Structure of the Leiomodin-2 Regulated Actin Filament Pointed End Assembly from Profilactin

ABSTRACT Cardiac contraction depends on synchronized interactions between myosin-based thick filaments and actin-based thin filaments (TFs). Precise regulation of TFs length is vital for cardiac function, as any alteration in length leads to severe myopathies. Actin filaments form the backbone of the TF and have two unequal ends – fast-growing barbed and slow-growing pointed. In muscle, the barbed end is capped at the Z-line, while the pointed end is regulated by the tropomodulin family of proteins. Tropomodulin caps the pointed end, while leiomodin-2 (Lmod2) promotes actin nucleation and pointed end elongation. Lmod2 has a unique C-terminal extension (CTE) that is important for actin nucleation and binds to the sides of matured TFs. The structural mechanism by which Lmod2 promotes elongation remains elusive. We employed cryo-electron microscopy to visualize the structure of growing pointed ends nucleated by Lmod2 from profilactin. We show that Lmod2’s leucine-rich repeat domain (LRR) stabilizes terminal actin subunits by binding across the helical groove of actin.
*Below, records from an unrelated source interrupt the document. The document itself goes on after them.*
//! Schema-discovering active record.
//!
//! # Responsibility
//! - Discover a table's columns once and expose them as named fields.
//! - Persist field values through the table helpers.
//!
//! # Invariants
//! - Field names are translated `camelCase` -> `snake_case` before lookup.
//! - `id` is read through the record identity and is never writable.
//! - Unknown fields fail with `UnknownColumn` on both read and write.

use super::fields::{to_column_name, FieldRegistry, ID_COLUMN};
use super::record::{Record, RecordError, RecordHooks, RecordResult, RecordState};
use super::table;
use crate::db::RelationalConnection;
use crate::model::row::Row;
use log::debug;
use serde::Serialize;

/// Hooks backing an [`ActiveRecord`]: table name plus field storage.
#[derive(Debug, Clone)]
pub struct TableRow {
    table: String,
    fields: FieldRegistry,
}

impl TableRow {
    fn discover(conn: &dyn RelationalConnection, table: &str) -> RecordResult<Self> {
        let columns = conn.describe_table(table)?;
        if columns.is_empty() {
            return Err(RecordError::UnknownTable(table.to_string()));
        }

        let fields = FieldRegistry::from_columns(columns);
        if !fields.has_column(ID_COLUMN) {
            return Err(RecordError::UnknownColumn {
                table: table.to_string(),
                column: ID_COLUMN.to_string(),
            });
        }

        debug!(
            "event=schema_discover module=repo status=ok columns={}",
            fields.columns().len()
        );
        Ok(Self {
            table: table.to_string(),
            fields,
        })
    }
}

impl RecordHooks for TableRow {
    fn select(&mut self, conn: &dyn RelationalConnection, id: &str) -> RecordResult<Option<String>> {
        let Some(row) = table::select(conn, &self.table, self.fields.columns(), id)? else {
            return Ok(None);
        };
        self.fields.load_row(&row);
        Ok(row.get(ID_COLUMN).map(str::to_string))
    }

    fn update(&mut self, conn: &dyn RelationalConnection, id: &str) -> RecordResult<()> {
        table::update(conn, &self.table, &self.fields.assigned(), id)?;
        Ok(())
    }

    fn insert(&mut self, conn: &dyn RelationalConnection) -> RecordResult<String> {
        Ok(table::insert(conn, &self.table, &self.fields.assigned())?)
    }

    fn delete(&mut self, conn: &dyn RelationalConnection, id: &str) -> RecordResult<()> {
        table::delete(conn, &self.table, id)?;
        Ok(())
    }
}

/// Serializable view of an active record.
#[derive(Debug, Clone, Serialize)]
pub struct RecordSnapshot {
    pub table: String,
    pub id: Option<String>,
    pub fields: Row,
}

/// One row of a table whose columns are discovered at construction.
///
/// `save()` writes only the columns that were set or loaded. Columns never
/// touched are left out of the insert or update, so they keep their stored
/// value or the table default rather than being overwritten with `NULL`.
/// Call [`ActiveRecord::set_null`] to clear a column explicitly.
///
/// ```no_run
/// # use recordkit_core::db::open_db_in_memory;
/// # use recordkit_core::repo::ActiveRecord;
/// let conn = open_db_in_memory()?;
/// let mut user = ActiveRecord::new(&conn, "user")?;
/// user.set("firstName", "Ada")?;
/// user.save()?;
/// println!("created user {:?}", user.id());
/// # Ok::<(), recordkit_core::repo::RecordError>(())
/// ```
#[derive(Debug)]
pub struct ActiveRecord<'conn> {
    record: Record<'conn, TableRow>,
}

impl<'conn> ActiveRecord<'conn> {
    /// Discovers the schema of `table` and creates an unsaved record.
    pub fn new(conn: &'conn dyn RelationalConnection, table: &str) -> RecordResult<Self> {
        let hooks = TableRow::discover(conn, table)?;
        Ok(Self {
            record: Record::new(conn, hooks),
        })
    }

    /// Discovers the schema of `table` and loads the row with `id`.
    pub fn load(
        conn: &'conn dyn RelationalConnection,
        table: &str,
        id: impl Into<String>,
    ) -> RecordResult<Self> {
        let hooks = TableRow::discover(conn, table)?;
        Ok(Self {
            record: Record::load(conn, hooks, id)?,
        })
    }

    pub fn table(&self) -> &str {
        &self.record.hooks().table
    }

    /// Discovered column names, `id` included, in schema order.
    pub fn columns(&self) -> &[String] {
        self.record.hooks().fields.columns()
    }

    pub fn id(&self) -> Option<&str> {
        self.record.id()
    }

    pub fn state(&self) -> &RecordState {
        self.record.state()
    }

    pub fn is_saved(&self) -> bool {
        self.record.is_saved()
    }

    pub fn is_found(&self) -> bool {
        self.record.is_found()
    }

    /// Reads a field by external (`camelCase`) or column name.
    ///
    /// `Ok(None)` means the column holds `NULL` or was never set.
    pub fn get(&self, field: &str) -> RecordResult<Option<&str>> {
        let column = to_column_name(field);
        if column == ID_COLUMN {
            return Ok(self.record.id());
        }
        self.record
            .hooks()
            .fields
            .get(&column)
            .ok_or_else(|| self.unknown_column(column))
    }

    /// Writes a field value, stored as a string.
    pub fn set(&mut self, field: &str, value: impl Into<String>) -> RecordResult<()> {
        self.store(field, Some(value.into()))
    }

    /// Writes `NULL` into a field.
    pub fn set_null(&mut self, field: &str) -> RecordResult<()> {
        self.store(field, None)
    }

    /// Writable fields with their current values, in schema order.
    pub fn fields(&self) -> impl Iterator<Item = (&str, Option<&str>)> {
        self.record.hooks().fields.iter()
    }

    pub fn snapshot(&self) -> RecordSnapshot {
        RecordSnapshot {
            table: self.table().to_string(),
            id: self.id().map(str::to_string),
            fields: self.record.hooks().fields.to_row(),
        }
    }

    /// Inserts the row on first call, updates it afterwards.
    pub fn save(&mut self) -> RecordResult<()> {
        self.record.save()
    }

    /// Deletes the backing row and consumes the record.
    pub fn delete(self) -> RecordResult<()> {
        self.record.delete()
    }

    fn store(&mut self, field: &str, value: Option<String>) -> RecordResult<()> {
        let column = to_column_name(field);
        if column == ID_COLUMN {
            return Err(RecordError::ImmutableField(column));
        }
        if self.record.hooks_mut().fields.set(&column, value) {
            Ok(())
        } else {
            Err(self.unknown_column(column))
        }
    }

    fn unknown_column(&self, column: String) -> RecordError {
        RecordError::UnknownColumn {
            table: self.table().to_string(),
            column,
        }
    }
}
//! Identifier quoting for table and column names.

const IDENTIFIER_DELIMITER: char = '`';

/// Wraps `identifier` in backticks, doubling any embedded backtick.
///
/// No other character is altered or validated; callers pass well-formed
/// names.
///
/// ```
/// use recordkit_core::sql::quote_identifier;
///
/// assert_eq!(quote_identifier("my_table"), "`my_table`");
/// assert_eq!(quote_identifier("a`b"), "`a``b`");
/// ```
pub fn quote_identifier(identifier: &str) -> String {
    let mut quoted = String::with_capacity(identifier.len() + 2);
    quoted.push(IDENTIFIER_DELIMITER);
    for ch in identifier.chars() {
        if ch == IDENTIFIER_DELIMITER {
            quoted.push(IDENTIFIER_DELIMITER);
        }
        quoted.push(ch);
    }
    quoted.push(IDENTIFIER_DELIMITER);
    quoted
}

/// Reverses [`quote_identifier`].
///
/// Returns `None` when `quoted` is not wrapped in backticks or contains an
/// undoubled backtick inside the wrapper.
pub fn unquote_identifier(quoted: &str) -> Option<String> {
    let inner = quoted
        .strip_prefix(IDENTIFIER_DELIMITER)?
        .strip_suffix(IDENTIFIER_DELIMITER)?;

    let mut identifier = String::with_capacity(inner.len());
    let mut chars = inner.chars();
    while let Some(ch) = chars.next() {
        if ch == IDENTIFIER_DELIMITER && chars.next() != Some(IDENTIFIER_DELIMITER) {
            return None;
        }
        identifier.push(ch);
    }
    Some(identifier)
}

#[cfg(test)]
mod tests {
    use super::{quote_identifier, unquote_identifier};

    #[test]
    fn doubles_embedded_backticks() {
        assert_eq!(quote_identifier("a`b"), "`a``b`");
        assert_eq!(quote_identifier("``"), "``````");
        assert_eq!(quote_identifier(""), "``");
    }

    #[test]
    fn leaves_other_quote_characters_alone() {
        assert_eq!(quote_identifier("it's \"x\""), "`it's \"x\"`");
    }

    #[test]
    fn unquote_rejects_malformed_input() {
        assert_eq!(unquote_identifier("plain"), None);
        assert_eq!(unquote_identifier("`a`b`"), None);
        assert_eq!(unquote_identifier("`"), None);
    }
}
//! Fetched row set with an explicit cursor position.

use crate::db::{DbResult, RelationalConnection};
use crate::model::literal::Args;
use crate::model::row::Row;

/// All rows of one query plus a current-row index.
///
/// The cursor starts at the first row and only moves through `advance`,
/// `seek` or `rewind`. Iterating with `iter()` or indexing with `row()` never
/// moves it.
#[derive(Debug, Clone, Default)]
pub struct ResultCursor {
    rows: Vec<Row>,
    position: usize,
}

impl ResultCursor {
    /// Executes `sql` and materializes every row.
    pub fn fetch<C>(conn: &C, sql: &str, args: impl Into<Args>) -> DbResult<Self>
    where
        C: RelationalConnection + ?Sized,
    {
        let args: Args = args.into();
        let rows = conn.query_all(sql, &args)?;
        Ok(Self::from_rows(rows))
    }

    pub fn from_rows(rows: Vec<Row>) -> Self {
        Self { rows, position: 0 }
    }

    /// Number of fetched rows.
    pub fn len(&self) -> usize {
        self.rows.len()
    }

    pub fn is_empty(&self) -> bool {
        self.rows.is_empty()
    }

    pub fn rows(&self) -> &[Row] {
        &self.rows
    }

    pub fn row(&self, index: usize) -> Option<&Row> {
        self.rows.get(index)
    }

    pub fn row_mut(&mut self, index: usize) -> Option<&mut Row> {
        self.rows.get_mut(index)
    }

    /// Iterates over every row from the start. Restartable; does not move the
    /// cursor.
    pub fn iter(&self) -> std::slice::Iter<'_, Row> {
        self.rows.iter()
    }

    pub fn position(&self) -> usize {
        self.position
    }

    /// Row under the cursor; `None` when empty or moved past the end.
    pub fn current(&self) -> Option<&Row> {
        self.rows.get(self.position)
    }

    /// Moves to the next row and returns it.
    pub fn advance(&mut self) -> Option<&Row> {
        if self.position < self.rows.len() {
            self.position += 1;
        }
        self.current()
    }

    /// Moves the cursor to `index`. Returns `false` (cursor unchanged) when out
    /// of range.
    pub fn seek(&mut self, index: usize) -> bool {
        if index < self.rows.len() {
            self.position = index;
            true
        } else {
            false
        }
    }

    pub fn rewind(&mut self) {
        self.position = 0;
    }

    /// Does the current row have `column`?
    pub fn contains(&self, column: &str) -> bool {
        self.current().is_some_and(|row| row.contains(column))
    }

    /// Value of `column` on the current row.
    pub fn get(&self, column: &str) -> Option<&str> {
        self.current().and_then(|row| row.get(column))
    }

    /// Sets `column` on the current row (in memory only). Returns `false`
    /// when there is no current row.
    pub fn set(&mut self, column: &str, value: impl Into<String>) -> bool {
        match self.rows.get_mut(self.position) {
            Some(row) => {
                row.insert(column, Some(value.into()));
                true
            }
            None => false,
        }
    }

    /// Removes `column` from the current row (in memory only) and returns its
    /// previous value.
    pub fn remove(&mut self, column: &str) -> Option<Option<String>> {
        self.rows.get_mut(self.position)?.remove(column)
    }
}

impl<'a> IntoIterator for &'a ResultCursor {
    type Item = &'a Row;
    type IntoIter = std::slice::Iter<'a, Row>;

    fn into_iter(self) -> Self::IntoIter {
        self.rows.iter()
    }
}
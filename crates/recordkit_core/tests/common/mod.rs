#![allow(dead_code)]

use recordkit_core::{DbError, DbResult, Escapes, Literal, RelationalConnection, Row};
use std::cell::{Cell, RefCell};
use std::collections::VecDeque;

/// In-memory connection that records every rendered statement.
///
/// Schema describe and `last_insert_id()` are answered from configuration;
/// other queries pop queued result sets.
pub struct RecordingConnection {
    schema: Vec<String>,
    next_id: Cell<u64>,
    statements: RefCell<Vec<String>>,
    results: RefCell<VecDeque<Vec<Row>>>,
    fail_on: RefCell<Option<String>>,
    closed: Cell<bool>,
}

impl RecordingConnection {
    pub fn new(schema: &[&str]) -> Self {
        Self {
            schema: schema.iter().map(|column| column.to_string()).collect(),
            next_id: Cell::new(42),
            statements: RefCell::new(Vec::new()),
            results: RefCell::new(VecDeque::new()),
            fail_on: RefCell::new(None),
            closed: Cell::new(false),
        }
    }

    pub fn push_result(&self, rows: Vec<Row>) {
        self.results.borrow_mut().push_back(rows);
    }

    /// Makes every statement starting with `prefix` fail.
    pub fn fail_on(&self, prefix: &str) {
        *self.fail_on.borrow_mut() = Some(prefix.to_string());
    }

    pub fn statements(&self) -> Vec<String> {
        self.statements.borrow().clone()
    }

    pub fn clear(&self) {
        self.statements.borrow_mut().clear();
    }

    fn record(&self, sql: &str, args: &[Literal]) -> DbResult<String> {
        if self.closed.get() {
            return Err(DbError::Closed);
        }
        let rendered = self.render(sql, args)?;
        self.statements.borrow_mut().push(rendered.clone());
        if let Some(prefix) = self.fail_on.borrow().as_deref() {
            if rendered.starts_with(prefix) {
                return Err(DbError::statement(rendered, "injected failure"));
            }
        }
        Ok(rendered)
    }
}

impl RelationalConnection for RecordingConnection {
    fn exec(&self, sql: &str, args: &[Literal]) -> DbResult<u64> {
        self.record(sql, args)?;
        Ok(1)
    }

    fn query_all(&self, sql: &str, args: &[Literal]) -> DbResult<Vec<Row>> {
        let rendered = self.record(sql, args)?;
        if rendered.starts_with("show columns from") {
            return Ok(self
                .schema
                .iter()
                .map(|column| Row::from_pairs([("Field", Some(column.clone()))]))
                .collect());
        }
        if rendered == "select last_insert_id()" {
            let id = self.next_id.get();
            self.next_id.set(id + 1);
            return Ok(vec![Row::from_pairs([(
                "last_insert_id()",
                Some(id.to_string()),
            )])]);
        }
        Ok(self.results.borrow_mut().pop_front().unwrap_or_default())
    }

    fn quote_literal(&self, value: &Literal) -> String {
        match value {
            Literal::Null => "null".to_string(),
            Literal::Text(text) => format!("'{}'", text.replace('\'', "''")),
        }
    }

    fn literal_escapes(&self) -> Escapes {
        Escapes::DoubledOnly
    }

    fn close(&mut self) -> DbResult<()> {
        self.closed.set(true);
        Ok(())
    }
}

pub fn row(pairs: &[(&str, Option<&str>)]) -> Row {
    Row::from_pairs(
        pairs
            .iter()
            .map(|(column, value)| (*column, value.map(str::to_string))),
    )
}
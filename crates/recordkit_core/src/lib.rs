//! Relational data access core: safe SQL templating, a record lifecycle and
//! a schema-discovering active record over a generic connection.
//!
//! Everything is synchronous and single-connection. Callers own the
//! connection and must not share one session between threads without
//! external synchronization.

pub mod db;
pub mod logging;
pub mod model;
pub mod query;
pub mod repo;
pub mod sql;

pub use db::{open_db, open_db_in_memory, DbError, DbResult, RelationalConnection, SqliteConnection};
pub use logging::{default_log_level, init_logging, logging_status, LogConfig, LoggingError};
pub use model::literal::{Args, Literal};
pub use model::row::Row;
pub use query::cursor::ResultCursor;
pub use repo::{
    ActiveRecord, Record, RecordError, RecordHooks, RecordResult, RecordSnapshot, RecordState,
};
pub use sql::{quote_identifier, render, render_checked, Escapes, StatementTemplate, TemplateError};

/// Returns the core crate version.
pub fn core_version() -> &'static str {
    env!("CARGO_PKG_VERSION")
}

#[cfg(test)]
mod tests {
    use super::core_version;

    #[test]
    fn version_is_not_empty() {
        assert!(!core_version().is_empty());
    }
}
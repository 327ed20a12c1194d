use recordkit_core::sql::{render, render_checked, StatementTemplate, TemplateError};
use recordkit_core::{Args, Literal};

fn quote(value: &Literal) -> String {
    match value {
        Literal::Null => "null".to_string(),
        Literal::Text(text) => format!("'{}'", text.replace('\'', "''")),
    }
}

#[test]
fn placeholder_inside_string_literal_is_not_substituted() {
    let rendered = render(
        "select * from t where name = ? and note = 'has ? mark'",
        ["O'Brien"],
        quote,
    );

    assert_eq!(
        rendered,
        "select * from t where name = 'O''Brien' and note = 'has ? mark'"
    );
}

#[test]
fn consumes_exactly_the_applicable_placeholders_in_order() {
    let sql = "insert into t (a, b, c) values (?, '?', ?) -- \"?\" ?";
    let template = StatementTemplate::parse(sql);
    assert_eq!(template.placeholder_count(), 3);

    let mut seen = Vec::new();
    let rendered = template.render(
        &Args::from(["1", "2", "3", "4", "5"]),
        |value| {
            seen.push(value.clone());
            quote(value)
        },
    );

    assert_eq!(
        seen,
        vec![Literal::from("1"), Literal::from("2"), Literal::from("3")]
    );
    assert_eq!(
        rendered,
        "insert into t (a, b, c) values ('1', '?', '2') -- \"?\" '3'"
    );
}

#[test]
fn quoted_placeholders_survive_regardless_of_argument_count() {
    let sql = "select '?', \"?\", `?`, 'it''s ?', 'a\\'?'";
    for count in 0..4 {
        let args: Vec<&str> = vec!["x"; count];
        assert_eq!(render(sql, args, quote), sql);
    }
}

#[test]
fn missing_arguments_leave_placeholders_verbatim() {
    let rendered = render("update t set a = ?, b = ? where id = ?", ["x"], quote);
    assert_eq!(rendered, "update t set a = 'x', b = ? where id = ?");
}

#[test]
fn checked_render_rejects_missing_arguments() {
    let err = render_checked("select ? , ?", "only-one", quote).unwrap_err();
    assert_eq!(
        err,
        TemplateError::ArgumentCount {
            placeholders: 2,
            supplied: 1
        }
    );

    let ok = render_checked("select ? , '?'", "only-one", quote).unwrap();
    assert_eq!(ok, "select 'only-one' , '?'");
}

#[test]
fn null_arguments_use_the_quote_callback() {
    let rendered = render(
        "update t set a = ? where id = ?",
        vec![Literal::Null, Literal::from(7_i64)],
        quote,
    );
    assert_eq!(rendered, "update t set a = null where id = '7'");
}

#[test]
fn template_without_placeholders_is_unchanged() {
    let sql = "select count(*) from `weird``name`";
    assert_eq!(render(sql, (), quote), sql);
    assert_eq!(render_checked(sql, (), quote).unwrap(), sql);
}
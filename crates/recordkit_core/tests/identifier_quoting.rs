use recordkit_core::sql::{quote_identifier, unquote_identifier};

#[test]
fn backtick_is_doubled() {
    assert_eq!(quote_identifier("a`b"), "`a``b`");
}

#[test]
fn quoting_round_trips_for_awkward_names() {
    let names = [
        "",
        "plain",
        "first_name",
        "`",
        "``",
        "a`b`c",
        "`leading",
        "trailing`",
        "with space",
        "quote'mark",
        "dbl\"quote",
        "back\\slash",
        "ünïcödé`名前",
    ];

    for name in names {
        let quoted = quote_identifier(name);
        assert!(quoted.starts_with('`') && quoted.ends_with('`'));
        assert_eq!(
            unquote_identifier(&quoted).as_deref(),
            Some(name),
            "round trip failed for {name:?}"
        );
    }
}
We identified two distinct populations of pointed-end LRR-containing complexes on one or both actin strands. LRR binding pushes the terminal actins outward from their ideal positions in the actin filament, introducing strain at the pointed end that squeezes LRR from the filament’s exterior. We also show that the Lmod2 CTE may stabilize Lmod2 binding to the pointed end. We suggest that Lmod2 promotes the addition of new actins to the pointed end but is expelled from the growing filament, thereby maintaining the concentration of Lmod2 required for further elongation. Competing Interest Statement The authors have declared no competing interest.